Um caso narrado vem da Tailândia: o menino que, espontaneamente,
dizia ter sido um professor que morreu com um tiro enquanto ia de
bicicleta para a escola. Investigação mostrou que
o garoto conseguiu nomear corretamente o nome do docente, assim
como os de seus pais, esposa e filhos. Gente que morava numa aldeia
distante dele, sem qualquer conexão com sua vida.
A metodologia começa por excluir hipóteses possíveis:
acaso, falcatrua ou mesmo percepções extrassensoriais
que atestariam um poder descomunal da mente, mas não necessariamente
seriam a prova cabal de vida póstuma. Vai que ele tinha o
dom da clarividência ou da telepatia e conseguia acessar histórias
íntimas dos outros?
Embora elucidem parte dos casos, em muitos outros "explicações
convencionais certamente não dão conta do conjunto
das evidências", diz Moreira-Almeida.
Supomos que a criança tailandesa telepaticamente absorveu
conhecimento sobre o professor assassinado. Mas ela também
possuía, descobriu-se depois, duas marcas de nascença
compatíveis com a entrada e a saída da bala no corpo
do morto. Exemplos afins se repetem.
Experiências de quase morte, as EQM, são um capítulo
à parte. Podem partir de indivíduos em estágio
terminal ou que foram declarados clinicamente mortos e ressuscitaram.

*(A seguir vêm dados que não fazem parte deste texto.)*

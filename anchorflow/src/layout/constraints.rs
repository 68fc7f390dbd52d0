//! Measure specs passed down during the measure phase.
//!
//! A `MeasureSpec` is the host toolkit's per-axis constraint: a mode plus a
//! pixel size. Containers derive a child's spec from their own spec and the
//! child's declared `SizeSpec`.

use crate::error::{LayoutError, Result};
use crate::primitives::Size;

use super::length::SizeSpec;

/// How strictly the size of a `MeasureSpec` binds.
#[derive(Debug, Clone, Copy, PartialEq, Eq, Default)]
pub enum MeasureMode {
    /// The parent imposes no constraint.
    #[default]
    Unspecified,
    /// The node must be exactly `size`.
    Exactly,
    /// The node may be at most `size`.
    AtMost,
}

/// Per-axis measure constraint.
#[derive(Debug, Clone, Copy, PartialEq, Eq, Default)]
pub struct MeasureSpec {
    pub mode: MeasureMode,
    pub size: i32,
}

impl MeasureSpec {
    /// No constraint.
    pub const UNSPECIFIED: Self = Self {
        mode: MeasureMode::Unspecified,
        size: 0,
    };

    /// Checked constructor for specs coming from outside the crate.
    pub fn new(mode: MeasureMode, size: i32) -> Result<Self> {
        if size < 0 {
            return Err(LayoutError::NegativeMeasure(size));
        }
        Ok(Self { mode, size })
    }

    #[inline]
    pub fn exactly(size: i32) -> Self {
        Self {
            mode: MeasureMode::Exactly,
            size: size.max(0),
        }
    }

    #[inline]
    pub fn at_most(size: i32) -> Self {
        Self {
            mode: MeasureMode::AtMost,
            size: size.max(0),
        }
    }

    #[inline]
    pub fn is_exact(&self) -> bool {
        self.mode == MeasureMode::Exactly
    }

    /// Derive a child's spec from this (parent) spec.
    ///
    /// `padding` is the parent's padding plus the child's margins along
    /// this axis. Percent sizes are exact fractions of the space left.
    pub fn for_child(&self, padding: i32, child: SizeSpec) -> MeasureSpec {
        let available = (self.size - padding).max(0);
        match (child, self.mode) {
            (SizeSpec::Exact(px), _) => MeasureSpec::exactly(px),
            (_, MeasureMode::Unspecified) => MeasureSpec::UNSPECIFIED,
            (SizeSpec::MatchParent, MeasureMode::Exactly) => MeasureSpec::exactly(available),
            (SizeSpec::MatchParent, MeasureMode::AtMost) => MeasureSpec::at_most(available),
            (SizeSpec::WrapContent, _) => MeasureSpec::at_most(available),
            (SizeSpec::Percent(p), _) => {
                MeasureSpec::exactly((available as f32 * p).round() as i32)
            }
        }
    }

    /// The size a node takes for this spec when it has no opinion of its own.
    pub fn default_size(&self, min: i32) -> i32 {
        match self.mode {
            MeasureMode::Unspecified => min,
            MeasureMode::Exactly | MeasureMode::AtMost => self.size,
        }
    }

    /// Reconcile a node's desired size with this spec.
    pub fn resolve(&self, desired: i32) -> i32 {
        match self.mode {
            MeasureMode::Exactly => self.size,
            MeasureMode::AtMost => desired.min(self.size),
            MeasureMode::Unspecified => desired,
        }
    }
}

/// Both axes of a measure request.
#[derive(Debug, Clone, Copy, PartialEq, Eq, Default)]
pub struct MeasureSpecs {
    pub width: MeasureSpec,
    pub height: MeasureSpec,
}

impl MeasureSpecs {
    pub fn new(width: MeasureSpec, height: MeasureSpec) -> Self {
        Self { width, height }
    }

    /// Exact specs for a fixed container size.
    pub fn exactly(size: Size) -> Self {
        Self {
            width: MeasureSpec::exactly(size.width),
            height: MeasureSpec::exactly(size.height),
        }
    }

    /// Resolve a desired size against both axes.
    pub fn resolve(&self, desired: Size) -> Size {
        Size::new(self.width.resolve(desired.width), self.height.resolve(desired.height))
    }
}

As descrições costumam se parecer: sensação
de se observar de um ângulo externo (como ver médicos
tentando reanimar o coração), visões de túnel
ou luz brilhante, encontro com parentes mortos e sentimentos de
paz.
São casos que ganharam menção na Lancet, prestigiada
revista científica. Como o da mulher que, para uma neurocirurgia,
teve o corpo resfriado a 16°C, ouvido tapado com fone, fita
nos olhos e uma linha plana no exame que detecta atividade cerebral.
Feita a operação, ela reproduziu em detalhes o que
passou no dia, da broca usada para furar seu crânio à
voz feminina dizendo que suas veias eram pequenas.
A mediunidade, terceiro tronco do estudo, seria o dom de se comunicar
com os mortos. Para os autores, "se seriamente considerada,
essa tese sobre ‘a aparição dos mortos’
faria da ressurreição de Cristo a maior história
de fantasma de todos os tempos".
De novo, o que vale são exemplos à prova de rigoroso
escrutínio da ciência. Leonora Piper (1857-1950) se
enquadra aqui. Para checar se a médium americana era pra
valer, William James, o chamado pai da psicologia americana, acompanhou-a
por anos a fio.
Um dos experimentos contou com 25 pesquisadores que, usando pseudônimos,
consultaram-se com Piper. Ela forneceu informações
corretas de assuntos privados de cada um, sem nunca tê-los
visto antes.
James escreveu, convencido da veracidade daquele transe mediúnico:
"Se você deseja desafiar a lei de que todos os corvos
são pretos, você não deve tentar mostrar que
nenhum corvo o é; basta provar que um único corvo
é branco. Meu próprio corvo branco é a sra.
Piper".
Nunca houve comprovação consistente de fraude contra
ela. O mesmo vale para Chico
Xavier (1910-2002). Já em sua primeira obra psicografada,
"Parnaso de Além-Túmulo", o mineiro, que
estudou até o ensino fundamental, produziu poemas atribuídos
a gigantes como Augusto dos Anjos, morto anos antes.
Monteiro Lobato chegou a dizer que, se Xavier fosse um embuste
como médium, como escritor poderia estar em qualquer Academia
de Letras. Os versos eram coisa de outro mundo.